Succession planning: something for everyone

Often succession planning comes up in conversation in the context of a board needing to ensure the availability of a successor in case a chief executive officer or some other key executive is lost.  Prominent examples that come to mind include Apple and Steve Jobs; and Berkshire Hathaway and Warren Buffet.

In fact, succession planning is something that is a requirement of businesses of all shapes and sizes.  Whether it be a single practitioner consultancy, a medical practice, a family business, a garage startup, a corporation with hundreds of staff, turning over thousands or millions, all must answer the question that succession planning poses.

Take two young men who set up a cloud based software application.  In those early years they saw each other as equal partners, pledging that they would be paid equally and dividends granted on the same basis.

After a few years, they’d built a reasonably successful business annually turning over several million a year.  All with a staff of less than a dozen.  But over those years circumstances have changed, they now have children, one of them has emerged as the business leader and the other is distracted by a troubled family life.

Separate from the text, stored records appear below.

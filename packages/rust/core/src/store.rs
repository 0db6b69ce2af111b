//! Result cache keyed by normalized URL.
//!
//! The orchestrator only sees [`EnrichmentStore`]; [`MemoryStore`] is the
//! default process-local map. [`FlightGuard`] serializes work per key when
//! single-flight is enabled.

use std::collections::HashMap;
use std::sync::{Arc, Mutex, PoisonError, RwLock};

use tokio::sync::OwnedMutexGuard;

use scout_shared::{EnrichmentResult, NormalizedUrl};

// ---------------------------------------------------------------------------
// EnrichmentStore
// ---------------------------------------------------------------------------

/// Key-value store for finished enrichment results.
pub trait EnrichmentStore: Send + Sync {
    /// Cached result for `key`, if any.
    fn get(&self, key: &NormalizedUrl) -> Option<EnrichmentResult>;

    /// Store `result` under `key`, replacing any previous entry.
    fn put(&self, key: NormalizedUrl, result: EnrichmentResult);
}

// ---------------------------------------------------------------------------
// MemoryStore
// ---------------------------------------------------------------------------

/// Unbounded in-memory store. No eviction, no TTL; last write wins.
#[derive(Debug, Default)]
pub struct MemoryStore {
    entries: RwLock<HashMap<NormalizedUrl, EnrichmentResult>>,
}

impl MemoryStore {
    pub fn new() -> Self {
        Self::default()
    }

    /// Number of cached URLs.
    pub fn len(&self) -> usize {
        self.entries
            .read()
            .unwrap_or_else(PoisonError::into_inner)
            .len()
    }

    pub fn is_empty(&self) -> bool {
        self.len() == 0
    }
}

impl EnrichmentStore for MemoryStore {
    fn get(&self, key: &NormalizedUrl) -> Option<EnrichmentResult> {
        self.entries
            .read()
            .unwrap_or_else(PoisonError::into_inner)
            .get(key)
            .cloned()
    }

    fn put(&self, key: NormalizedUrl, result: EnrichmentResult) {
        self.entries
            .write()
            .unwrap_or_else(PoisonError::into_inner)
            .insert(key, result);
    }
}

// ---------------------------------------------------------------------------
// FlightGuard
// ---------------------------------------------------------------------------

/// Per-key async locks. Holding the permit for a key means no other caller
/// holding a permit for the same key is running.
#[derive(Debug, Default)]
pub struct FlightGuard {
    locks: Mutex<HashMap<NormalizedUrl, Arc<tokio::sync::Mutex<()>>>>,
}

/// Held for the duration of one keyed fetch.
pub struct FlightPermit<'a> {
    guard: &'a FlightGuard,
    key: NormalizedUrl,
    _permit: OwnedMutexGuard<()>,
}

impl FlightGuard {
    pub fn new() -> Self {
        Self::default()
    }

    /// Wait until no other permit for `key` is held.
    pub async fn acquire(&self, key: &NormalizedUrl) -> FlightPermit<'_> {
        let lock = {
            let mut locks = self.locks.lock().unwrap_or_else(PoisonError::into_inner);
            locks.entry(key.clone()).or_default().clone()
        };

        let permit = lock.lock_owned().await;

        FlightPermit {
            guard: self,
            key: key.clone(),
            _permit: permit,
        }
    }

    /// Keys with a live lock entry.
    pub fn in_flight(&self) -> usize {
        self.locks
            .lock()
            .unwrap_or_else(PoisonError::into_inner)
            .len()
    }
}

impl Drop for FlightPermit<'_> {
    fn drop(&mut self) {
        let mut locks = self.guard.locks.lock().unwrap_or_else(PoisonError::into_inner);
        // One reference in the map plus the one inside our own permit:
        // nobody else is queued, so the entry can go.
        if let Some(lock) = locks.get(&self.key) {
            if Arc::strong_count(lock) <= 2 {
                locks.remove(&self.key);
            }
        }
    }
}
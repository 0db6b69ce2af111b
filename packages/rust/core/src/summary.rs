//! Short summary built from the leading sentences of a page.

use scout_shared::EnrichmentConfig;

/// Join the first `summary_sentences` substantial sentences.
///
/// A sentence is substantial when it is longer than `summary_min_chars`
/// characters. If none are, every sentence is a candidate. Empty input
/// yields an empty string.
pub fn build_summary(sentences: &[String], config: &EnrichmentConfig) -> String {
    let substantial: Vec<&str> = sentences
        .iter()
        .filter(|s| s.chars().count() > config.summary_min_chars)
        .map(String::as_str)
        .collect();

    let candidates = if substantial.is_empty() {
        sentences.iter().map(String::as_str).collect()
    } else {
        substantial
    };

    candidates
        .into_iter()
        .take(config.summary_sentences)
        .collect::<Vec<_>>()
        .join(" ")
}

#[cfg(test)]
mod tests {
    use super::*;

    fn sentences(items: &[&str]) -> Vec<String> {
        items.iter().map(|s| s.to_string()).collect()
    }

    #[test]
    fn empty_input_is_empty_summary() {
        assert_eq!(build_summary(&[], &EnrichmentConfig::default()), "");
    }

    #[test]
    fn falls_back_to_short_sentences() {
        let input = sentences(&["short.", "x"]);
        assert_eq!(build_summary(&input, &EnrichmentConfig::default()), "short. x");
    }

    #[test]
    fn prefers_substantial_sentences_in_document_order() {
        let input = sentences(&[
            "Welcome!",
            "Acme builds autonomous forklifts for modern warehouses.",
            "Sign in.",
            "Our fleet software schedules every pallet move in real time.",
            "A third long sentence that should not make it into the summary.",
        ]);
        assert_eq!(
            build_summary(&input, &EnrichmentConfig::default()),
            "Acme builds autonomous forklifts for modern warehouses. \
             Our fleet software schedules every pallet move in real time."
        );
    }

    #[test]
    fn exactly_forty_chars_is_not_substantial() {
        let forty = "a".repeat(40);
        let longer = "b".repeat(41);
        let input = vec![forty, longer.clone()];
        assert_eq!(build_summary(&input, &EnrichmentConfig::default()), longer);
    }

    #[test]
    fn single_substantial_sentence_is_not_padded() {
        let input = sentences(&[
            "Hi.",
            "This is the only sentence that is longer than forty characters.",
        ]);
        assert_eq!(
            build_summary(&input, &EnrichmentConfig::default()),
            "This is the only sentence that is longer than forty characters."
        );
    }
}
//! Plain-text normalization for fetched pages.
//!
//! Two stages, both infallible:
//! - [`strip_html`]: markup → whitespace-collapsed text, scripts and styles removed
//! - [`split_sentences`]: text → ordered sentences
//!
//! Deliberately regex-based rather than a DOM parse; signal cues downstream
//! match against raw markup and assume the same lightweight treatment.

mod html;
mod sentences;

pub use html::strip_html;
pub use sentences::split_sentences;

#[cfg(test)]
mod tests {
    use super::*;

    #[test]
    fn html_to_sentences() {
        let html = r#"<html><head><title>Acme</title>
            <script>window.dataLayer = [];</script></head>
            <body><h1>Acme Robotics.</h1><p>We build warehouse robots! Want a demo?</p></body></html>"#;

        let text = strip_html(html);
        assert_eq!(
            text,
            "Acme Acme Robotics. We build warehouse robots! Want a demo?"
        );
        assert_eq!(
            split_sentences(&text),
            vec!["Acme Acme Robotics.", "We build warehouse robots!", "Want a demo?"]
        );
    }
}
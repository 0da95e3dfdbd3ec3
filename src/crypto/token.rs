// Copyright (c) 2025 Fabstir
// SPDX-License-Identifier: BUSL-1.1
//! Sealed capability tokens for URL-embedded identifiers
//!
//! Subscription, update, and receipt identifiers are never exposed directly;
//! they are sealed into an opaque token that is safe to embed in a URL.
//!
//! **Token Format**:
//! ```text
//! base64url( nonce (12 bytes) | ciphertext+tag )
//! ```
//!
//! - Algorithm: AES-256-GCM, keyed by a server-held secret
//! - Nonce: 12 bytes (96 bits), random per seal
//! - Plaintext: the identifier string, optionally prefixed with an 8-byte
//!   big-endian issued-at timestamp (unix millis) when a TTL is configured
//!
//! Tokens are unforgeable and unreadable by clients, and round-trip exactly:
//! `unseal(seal(x)) == x` for every valid `x`. Composite identifiers are
//! `:`-joined before sealing (`subId:updateId`, `subId:updateId:receiptId`,
//! `subId:receiptId`) and split after unsealing.

use aes_gcm::{
    aead::{Aead, KeyInit},
    Aes256Gcm, Nonce,
};
use base64::{
    engine::general_purpose::{STANDARD, URL_SAFE_NO_PAD},
    Engine as _,
};
use chrono::Utc;
use rand::RngCore;
use std::time::Duration;
use thiserror::Error;

/// AES-GCM nonce length in bytes.
const NONCE_LEN: usize = 12;

/// AES-GCM authentication tag length in bytes.
const TAG_LEN: usize = 16;

/// Issued-at prefix length when a TTL is configured.
const ISSUED_AT_LEN: usize = 8;

#[derive(Debug, Error)]
pub enum TokenError {
    /// The token is malformed, tampered with, or expired.
    #[error("invalid or expired token")]
    InvalidToken,

    /// The codec itself is misconfigured. Never returned for valid input.
    #[error("token codec misconfigured: {0}")]
    Crypto(String),
}

/// Seals and unseals identifiers with a symmetric, authenticated cipher.
#[derive(Clone)]
pub struct TokenCodec {
    cipher: Aes256Gcm,
    ttl: Option<Duration>,
}

impl TokenCodec {
    /// Create a codec from a raw 32-byte key.
    pub fn new(key: &[u8; 32], ttl: Option<Duration>) -> Self {
        let cipher = Aes256Gcm::new_from_slice(key).expect("32-byte key is always valid");
        Self { cipher, ttl }
    }

    /// Create a codec from a base64-encoded 32-byte secret, as configured.
    pub fn from_base64(secret: &str, ttl: Option<Duration>) -> Result<Self, TokenError> {
        let bytes = STANDARD
            .decode(secret.trim())
            .map_err(|err| TokenError::Crypto(format!("token key is not valid base64: {err}")))?;
        let key: [u8; 32] = bytes.try_into().map_err(|bytes: Vec<u8>| {
            TokenError::Crypto(format!(
                "token key must decode to 32 bytes, got {}",
                bytes.len()
            ))
        })?;
        Ok(Self::new(&key, ttl))
    }

    /// Create a codec with a freshly generated random key.
    ///
    /// Tokens sealed with an ephemeral key do not survive a restart.
    pub fn random(ttl: Option<Duration>) -> Self {
        let mut key = [0u8; 32];
        rand::thread_rng().fill_bytes(&mut key);
        Self::new(&key, ttl)
    }

    /// Seal a plain identifier into an opaque URL-safe token.
    pub fn seal(&self, plain: &str) -> Result<String, TokenError> {
        let mut nonce_bytes = [0u8; NONCE_LEN];
        rand::thread_rng().fill_bytes(&mut nonce_bytes);
        let nonce = Nonce::from_slice(&nonce_bytes);

        let mut message = Vec::with_capacity(ISSUED_AT_LEN + plain.len());
        if self.ttl.is_some() {
            let issued_at = Utc::now().timestamp_millis();
            message.extend_from_slice(&issued_at.to_be_bytes());
        }
        message.extend_from_slice(plain.as_bytes());

        let ciphertext = self
            .cipher
            .encrypt(nonce, message.as_slice())
            .map_err(|_| TokenError::Crypto("AES-GCM encryption failed".to_string()))?;

        let mut sealed = Vec::with_capacity(NONCE_LEN + ciphertext.len());
        sealed.extend_from_slice(&nonce_bytes);
        sealed.extend_from_slice(&ciphertext);
        Ok(URL_SAFE_NO_PAD.encode(sealed))
    }

    /// Unseal a token back into the plain identifier.
    ///
    /// Fails with [`TokenError::InvalidToken`] on malformed encoding, failed
    /// integrity verification, or expiry; the reason is deliberately not
    /// distinguished to callers.
    pub fn unseal(&self, token: &str) -> Result<String, TokenError> {
        let sealed = URL_SAFE_NO_PAD
            .decode(token.as_bytes())
            .map_err(|_| TokenError::InvalidToken)?;
        if sealed.len() < NONCE_LEN + TAG_LEN {
            return Err(TokenError::InvalidToken);
        }

        let nonce = Nonce::from_slice(&sealed[..NONCE_LEN]);
        let message = self
            .cipher
            .decrypt(nonce, &sealed[NONCE_LEN..])
            .map_err(|_| TokenError::InvalidToken)?;

        let plain = match self.ttl {
            None => message,
            Some(ttl) => {
                if message.len() < ISSUED_AT_LEN {
                    return Err(TokenError::InvalidToken);
                }
                let (stamp, rest) = message.split_at(ISSUED_AT_LEN);
                let stamp: [u8; 8] = stamp.try_into().map_err(|_| TokenError::InvalidToken)?;
                let issued_at = i64::from_be_bytes(stamp);
                let age = Utc::now().timestamp_millis().saturating_sub(issued_at);
                if age < 0 || age as u128 > ttl.as_millis() {
                    return Err(TokenError::InvalidToken);
                }
                rest.to_vec()
            }
        };

        String::from_utf8(plain).map_err(|_| TokenError::InvalidToken)
    }
}

#[cfg(test)]
mod tests {
    use super::*;

    #[test]
    fn test_seal_unseal_round_trip() {
        let codec = TokenCodec::random(None);
        let plain = "0a4f6a39-6f3b-4a5e-9c83-000000000001:0a4f6a39-6f3b-4a5e-9c83-000000000002";
        let token = codec.seal(plain).unwrap();
        assert_eq!(codec.unseal(&token).unwrap(), plain);
    }

    #[test]
    fn test_tokens_are_unique_per_seal() {
        let codec = TokenCodec::random(None);
        let a = codec.seal("same").unwrap();
        let b = codec.seal("same").unwrap();
        assert_ne!(a, b);
    }

    #[test]
    fn test_tampered_token_rejected() {
        let codec = TokenCodec::random(None);
        let token = codec.seal("subscription-id").unwrap();
        let mut sealed = URL_SAFE_NO_PAD.decode(token.as_bytes()).unwrap();
        for bit in 0..8 {
            let mut tampered = sealed.clone();
            tampered[sealed.len() / 2] ^= 1 << bit;
            let tampered_token = URL_SAFE_NO_PAD.encode(&tampered);
            assert!(matches!(
                codec.unseal(&tampered_token),
                Err(TokenError::InvalidToken)
            ));
        }
        // Truncation is rejected too.
        sealed.truncate(NONCE_LEN + TAG_LEN - 1);
        let short = URL_SAFE_NO_PAD.encode(&sealed);
        assert!(matches!(codec.unseal(&short), Err(TokenError::InvalidToken)));
    }

    #[test]
    fn test_garbage_token_rejected() {
        let codec = TokenCodec::random(None);
        assert!(matches!(
            codec.unseal("not base64 at all!!"),
            Err(TokenError::InvalidToken)
        ));
        assert!(matches!(codec.unseal(""), Err(TokenError::InvalidToken)));
    }

    #[test]
    fn test_wrong_key_rejected() {
        let sealer = TokenCodec::random(None);
        let other = TokenCodec::random(None);
        let token = sealer.seal("subscription-id").unwrap();
        assert!(matches!(other.unseal(&token), Err(TokenError::InvalidToken)));
    }

    #[test]
    fn test_expired_token_rejected() {
        let codec = TokenCodec::random(Some(Duration::ZERO));
        let token = codec.seal("subscription-id").unwrap();
        std::thread::sleep(Duration::from_millis(10));
        assert!(matches!(codec.unseal(&token), Err(TokenError::InvalidToken)));
    }

    #[test]
    fn test_unexpired_token_accepted() {
        let codec = TokenCodec::random(Some(Duration::from_secs(3600)));
        let token = codec.seal("subscription-id").unwrap();
        assert_eq!(codec.unseal(&token).unwrap(), "subscription-id");
    }

    #[test]
    fn test_key_material_round_trips_through_base64() {
        let mut key = [7u8; 32];
        rand::thread_rng().fill_bytes(&mut key);
        let secret = STANDARD.encode(key);
        let a = TokenCodec::from_base64(&secret, None).unwrap();
        let b = TokenCodec::from_base64(&secret, None).unwrap();
        let token = a.seal("shared").unwrap();
        assert_eq!(b.unseal(&token).unwrap(), "shared");
    }

    #[test]
    fn test_bad_key_material_rejected() {
        assert!(matches!(
            TokenCodec::from_base64("too-short", None),
            Err(TokenError::Crypto(_))
        ));
    }
}
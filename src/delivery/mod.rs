// Copyright (c) 2025 Fabstir
// SPDX-License-Identifier: BUSL-1.1
//! The delivery engine: push, acknowledge, flush, drop.

pub mod channel;
pub mod engine;

pub use channel::{Channel, ChannelClosed, Frame, FrameReceiver};
pub use engine::DeliveryEngine;

use crate::crypto::TokenError;
use crate::registry::WaitTimeout;
use crate::storage::StorageError;
use thiserror::Error;

#[derive(Debug, Error)]
pub enum DeliveryError {
    /// Bad, forged, expired, or unparseable token.
    #[error("invalid or expired token")]
    InvalidToken,

    /// The token codec itself failed; a server-side misconfiguration.
    #[error("token codec failure: {0}")]
    Crypto(#[source] TokenError),

    #[error(transparent)]
    Storage(#[from] StorageError),

    /// The live channel went away mid-delivery.
    #[error("live channel closed during delivery")]
    ChannelClosed,

    /// Bridge subscription parameters failed validation.
    #[error("invalid bridge parameters: {0}")]
    InvalidParams(String),

    /// A woken device did not reconnect within the bridge's bound.
    #[error("timed out waiting for {0} to reconnect")]
    ReconnectTimeout(String),

    /// The wake-up endpoint answered with an unrecognized status.
    #[error("wake-up request failed with status {0}")]
    WakeFailed(u16),

    /// The wake-up endpoint was unreachable.
    #[error("wake-up request failed: {0}")]
    WakeTransport(#[source] reqwest::Error),
}

impl From<TokenError> for DeliveryError {
    fn from(err: TokenError) -> Self {
        match err {
            TokenError::InvalidToken => DeliveryError::InvalidToken,
            TokenError::Crypto(_) => DeliveryError::Crypto(err),
        }
    }
}

impl From<WaitTimeout> for DeliveryError {
    fn from(err: WaitTimeout) -> Self {
        DeliveryError::ReconnectTimeout(err.id)
    }
}

impl From<ChannelClosed> for DeliveryError {
    fn from(_: ChannelClosed) -> Self {
        DeliveryError::ChannelClosed
    }
}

The leader is pulling twice the time of the other and feels he is carrying his partner.  He is thinking about other projects he could start and considers a trade sale.  A clean break and a new start.

But its not that easy.  Some acquirers will require him to remain for a period of time.  Others will require a non-compete clause for a fixed period.   The value of the business could be discounted if he has not established an internal successor who could provide back up leadership.  But there isn’t anyone else.    Few systems are documented.  Most everything is in everybody’s heads.

How do you think this story will end?